//! Tile-to-mosaic assembly for the EPIC cameras.
//!
//! Each camera family has a fixed recipe of flips, transposes and
//! concatenations that places its CCD readouts where they sit in the focal
//! plane. The recipes are pure geometry: the same tiles always give the
//! same mosaic, and [`split`] undoes [`assemble`] exactly.

use crate::error::{Error, Result};
use flarescan_core::{Instrument, VariabilityMatrix};
use ndarray::{concatenate, s, Array2, ArrayView2, Axis};

/// EPIC-pn CCDs in the left half of the mosaic, top to bottom.
const PN_LEFT: [usize; 6] = [8, 7, 6, 9, 10, 11];
/// EPIC-pn CCDs in the right half of the mosaic, top to bottom.
const PN_RIGHT: [usize; 6] = [5, 4, 3, 0, 1, 2];

/// Acquisition submode, as far as it changes the assembled raster.
#[derive(Debug, Clone, Copy, PartialEq, Eq)]
pub enum Submode {
    /// Full frame (or any mode that reads the whole array).
    Full,
    /// EPIC-pn large window: only the central half of each CCD row.
    LargeWindow,
    /// EPIC-pn small window: a 64×64 patch on the focus CCD.
    SmallWindow,
}

impl Submode {
    /// Interprets the `SUBMODE` header value.
    #[must_use]
    pub fn from_header(value: Option<&str>) -> Self {
        match value.map(str::trim) {
            Some("PrimeLargeWindow") => Submode::LargeWindow,
            Some("PrimeSmallWindow") => Submode::SmallWindow,
            _ => Submode::Full,
        }
    }
}

/// Expected mosaic shape for a camera, before submode narrowing.
#[must_use]
pub fn mosaic_shape(instrument: Instrument) -> (usize, usize) {
    let (nx, ny) = instrument.tile_shape();
    match instrument {
        Instrument::Pn => (nx * PN_LEFT.len(), ny * 2),
        Instrument::Mos1 | Instrument::Mos2 => (3 * nx, 3 * nx),
    }
}

fn check_tiles(instrument: Instrument, tiles: &[VariabilityMatrix]) -> Result<()> {
    if tiles.len() != instrument.tile_count() {
        return Err(flarescan_core::Error::TileCountMismatch {
            expected: instrument.tile_count(),
            found: tiles.len(),
        }
        .into());
    }
    let expected = instrument.tile_shape();
    for (tile, matrix) in tiles.iter().enumerate() {
        if matrix.dim() != expected {
            return Err(flarescan_core::Error::TileShapeMismatch {
                tile,
                expected,
                found: matrix.dim(),
            }
            .into());
        }
    }
    Ok(())
}

/// Assembles the tiles of one camera into a full-frame mosaic.
///
/// # Errors
/// Returns an error if the tile count or any tile shape does not match the
/// instrument.
pub fn assemble(instrument: Instrument, tiles: &[VariabilityMatrix]) -> Result<Array2<f64>> {
    check_tiles(instrument, tiles)?;
    match instrument {
        Instrument::Pn => Ok(assemble_pn(tiles)),
        Instrument::Mos1 => Ok(mos_focal_plane(tiles)?
            .reversed_axes()
            .slice_move(s![..;-1, ..])
            .to_owned()),
        Instrument::Mos2 => Ok(mos_focal_plane(tiles)?
            .slice_move(s![..;-1, ..;-1])
            .to_owned()),
    }
}

/// Assembles the tiles and narrows the result to the read-out window.
///
/// # Errors
/// See [`assemble`].
pub fn assemble_for_submode(
    instrument: Instrument,
    tiles: &[VariabilityMatrix],
    submode: Submode,
) -> Result<Array2<f64>> {
    let mosaic = assemble(instrument, tiles)?;
    Ok(narrow(instrument, mosaic, submode))
}

/// Restricts a full-frame mosaic to the window read out in `submode`.
///
/// Only EPIC-pn has windowed modes that change the raster; other cameras
/// are returned unchanged.
#[must_use]
pub fn narrow(instrument: Instrument, mosaic: Array2<f64>, submode: Submode) -> Array2<f64> {
    if instrument != Instrument::Pn {
        return mosaic;
    }
    match submode {
        Submode::Full => mosaic,
        Submode::LargeWindow => mosaic.slice(s![.., 100..300]).to_owned(),
        Submode::SmallWindow => mosaic.slice(s![128..192, 200..264]).to_owned(),
    }
}

fn assemble_pn(tiles: &[VariabilityMatrix]) -> Array2<f64> {
    let (nx, ny) = Instrument::Pn.tile_shape();
    let mut mosaic = Array2::zeros(mosaic_shape(Instrument::Pn));

    for (slot, &tile) in PN_LEFT.iter().enumerate() {
        mosaic
            .slice_mut(s![slot * nx..(slot + 1) * nx, ..ny])
            .assign(&tiles[tile].slice(s![..;-1, ..]));
    }
    for (slot, &tile) in PN_RIGHT.iter().enumerate() {
        mosaic
            .slice_mut(s![slot * nx..(slot + 1) * nx, ny..])
            .assign(&tiles[tile].slice(s![.., ..;-1]));
    }
    mosaic
}

/// MOS focal plane before the camera-specific final orientation.
///
/// Three columns of CCDs; the outer columns hold two CCDs centred between
/// blank half-CCD corners, the middle column holds three.
fn mos_focal_plane(tiles: &[VariabilityMatrix]) -> Result<Array2<f64>> {
    let (n, _) = Instrument::Mos1.tile_shape();
    let corner = Array2::<f64>::zeros((n / 2, n));
    let corner = corner.view();

    let t = move |i: usize| tiles[i].t();
    let flipped_t = move |i: usize| tiles[i].t().slice_move(s![..;-1, ..;-1]);

    let left = concatenate(Axis(0), &[corner, t(1), flipped_t(6), corner])?;
    let middle = concatenate(Axis(0), &[t(2), tiles[0].slice(s![..;-1, ..]), flipped_t(5)])?;
    let right = concatenate(Axis(0), &[corner, t(3), flipped_t(4), corner])?;

    Ok(concatenate(Axis(1), &[left.view(), middle.view(), right.view()])?)
}

/// Recovers the individual tiles from a full-frame mosaic.
///
/// # Errors
/// Returns [`Error::MosaicShape`] if the mosaic is not a full frame for the
/// instrument.
pub fn split(instrument: Instrument, mosaic: &Array2<f64>) -> Result<Vec<VariabilityMatrix>> {
    let expected = mosaic_shape(instrument);
    if mosaic.dim() != expected {
        return Err(Error::MosaicShape {
            expected,
            found: mosaic.dim(),
        });
    }
    Ok(match instrument {
        Instrument::Pn => split_pn(mosaic),
        Instrument::Mos1 => split_mos(mosaic.slice(s![..;-1, ..]).reversed_axes()),
        Instrument::Mos2 => split_mos(mosaic.slice(s![..;-1, ..;-1])),
    })
}

fn split_pn(mosaic: &Array2<f64>) -> Vec<VariabilityMatrix> {
    let (nx, ny) = Instrument::Pn.tile_shape();
    let mut tiles = vec![Array2::zeros((nx, ny)); Instrument::Pn.tile_count()];

    for (slot, &tile) in PN_LEFT.iter().enumerate() {
        tiles[tile] = mosaic
            .slice(s![slot * nx..(slot + 1) * nx, ..ny])
            .slice_move(s![..;-1, ..])
            .to_owned();
    }
    for (slot, &tile) in PN_RIGHT.iter().enumerate() {
        tiles[tile] = mosaic
            .slice(s![slot * nx..(slot + 1) * nx, ny..])
            .slice_move(s![.., ..;-1])
            .to_owned();
    }
    tiles
}

fn split_mos(plane: ArrayView2<'_, f64>) -> Vec<VariabilityMatrix> {
    let (n, _) = Instrument::Mos1.tile_shape();
    let h = n / 2;
    let block = |rows: std::ops::Range<usize>, col: usize| {
        plane.slice_move(s![rows, col * n..(col + 1) * n])
    };
    let from_t = |view: ArrayView2<'_, f64>| view.reversed_axes().to_owned();
    let from_flipped_t = |view: ArrayView2<'_, f64>| {
        view.slice_move(s![..;-1, ..;-1]).reversed_axes().to_owned()
    };

    vec![
        block(n..2 * n, 1).slice_move(s![..;-1, ..]).to_owned(),
        from_t(block(h..h + n, 0)),
        from_t(block(0..n, 1)),
        from_t(block(h..h + n, 2)),
        from_flipped_t(block(h + n..h + 2 * n, 2)),
        from_flipped_t(block(2 * n..3 * n, 1)),
        from_flipped_t(block(h + n..h + 2 * n, 0)),
    ]
}

#[cfg(test)]
mod tests {
    use super::*;

    /// Tiles whose every pixel value is unique across the camera.
    fn labelled_tiles(instrument: Instrument) -> Vec<VariabilityMatrix> {
        let (nx, ny) = instrument.tile_shape();
        (0..instrument.tile_count())
            .map(|tile| {
                Array2::from_shape_fn((nx, ny), |(x, y)| {
                    1.0 + (tile * nx * ny + x * ny + y) as f64
                })
            })
            .collect()
    }

    #[test]
    fn test_submode_from_header() {
        assert_eq!(Submode::from_header(Some("PrimeLargeWindow")), Submode::LargeWindow);
        assert_eq!(Submode::from_header(Some("PrimeSmallWindow")), Submode::SmallWindow);
        assert_eq!(Submode::from_header(Some("PrimeFullWindow")), Submode::Full);
        assert_eq!(Submode::from_header(None), Submode::Full);
    }

    #[test]
    fn test_pn_layout() {
        let tiles = labelled_tiles(Instrument::Pn);
        let mosaic = assemble(Instrument::Pn, &tiles).unwrap();
        assert_eq!(mosaic.dim(), (384, 400));

        // First row of the mosaic is the last row of CCD 8.
        assert_eq!(mosaic[[0, 0]], tiles[8][[63, 0]]);
        // Right half, first row: CCD 5 row 0 reversed along y.
        assert_eq!(mosaic[[0, 200]], tiles[5][[0, 199]]);
        assert_eq!(mosaic[[0, 399]], tiles[5][[0, 0]]);
        // Bottom slot holds CCD 11 and CCD 2.
        assert_eq!(mosaic[[383, 0]], tiles[11][[0, 0]]);
        assert_eq!(mosaic[[383, 399]], tiles[2][[63, 0]]);
    }

    #[test]
    fn test_round_trip_all_families() {
        for instrument in Instrument::ALL {
            let tiles = labelled_tiles(instrument);
            let mosaic = assemble(instrument, &tiles).unwrap();
            assert_eq!(mosaic.dim(), mosaic_shape(instrument));

            let recovered = split(instrument, &mosaic).unwrap();
            assert_eq!(recovered.len(), tiles.len());
            for (tile, (original, back)) in tiles.iter().zip(&recovered).enumerate() {
                assert_eq!(original.dim(), back.dim(), "{instrument} tile {tile}");
                assert_eq!(original, back, "{instrument} tile {tile}");
            }
        }
    }

    #[test]
    fn test_mos_corners_are_blank() {
        let tiles = labelled_tiles(Instrument::Mos2);
        let mosaic = assemble(Instrument::Mos2, &tiles).unwrap();
        let total: f64 = tiles.iter().map(|t| t.sum()).sum();
        assert!((mosaic.sum() - total).abs() < 1e-3 * total);
        assert_eq!(mosaic.iter().filter(|&&v| v == 0.0).count(), 4 * 300 * 600);
    }

    #[test]
    fn test_pn_submode_windows() {
        let tiles = labelled_tiles(Instrument::Pn);
        let large = assemble_for_submode(Instrument::Pn, &tiles, Submode::LargeWindow).unwrap();
        assert_eq!(large.dim(), (384, 200));
        let small = assemble_for_submode(Instrument::Pn, &tiles, Submode::SmallWindow).unwrap();
        assert_eq!(small.dim(), (64, 64));

        let full = assemble(Instrument::Pn, &tiles).unwrap();
        assert_eq!(small[[0, 0]], full[[128, 200]]);
    }

    #[test]
    fn test_mos_ignores_submode() {
        let tiles = labelled_tiles(Instrument::Mos1);
        let mosaic =
            assemble_for_submode(Instrument::Mos1, &tiles, Submode::SmallWindow).unwrap();
        assert_eq!(mosaic.dim(), (1800, 1800));
    }

    #[test]
    fn test_wrong_tile_count() {
        let mut tiles = labelled_tiles(Instrument::Pn);
        tiles.pop();
        assert!(assemble(Instrument::Pn, &tiles).is_err());
    }

    #[test]
    fn test_wrong_tile_shape() {
        let mut tiles = labelled_tiles(Instrument::Pn);
        tiles[3] = Array2::zeros((10, 10));
        let err = assemble(Instrument::Pn, &tiles).unwrap_err();
        assert!(matches!(
            err,
            Error::CoreError(flarescan_core::Error::TileShapeMismatch { tile: 3, .. })
        ));
    }

    #[test]
    fn test_split_rejects_narrowed_mosaic() {
        let mosaic = Array2::zeros((384, 200));
        assert!(matches!(
            split(Instrument::Pn, &mosaic),
            Err(Error::MosaicShape { .. })
        ));
    }
}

Work to complete: Once the line containing "left half of the mosaic, top to bottom." has been written out, please stop; every line before it, back to the first line of the records above, should be given exactly.

Exercise solution:
//! Tile-to-mosaic assembly for the EPIC cameras.
//!
//! Each camera family has a fixed recipe of flips, transposes and
//! concatenations that places its CCD readouts where they sit in the focal
//! plane. The recipes are pure geometry: the same tiles always give the
//! same mosaic, and [`split`] undoes [`assemble`] exactly.

use crate::error::{Error, Result};
use flarescan_core::{Instrument, VariabilityMatrix};
use ndarray::{concatenate, s, Array2, ArrayView2, Axis};

/// EPIC-pn CCDs in the left half of the mosaic, top to bottom.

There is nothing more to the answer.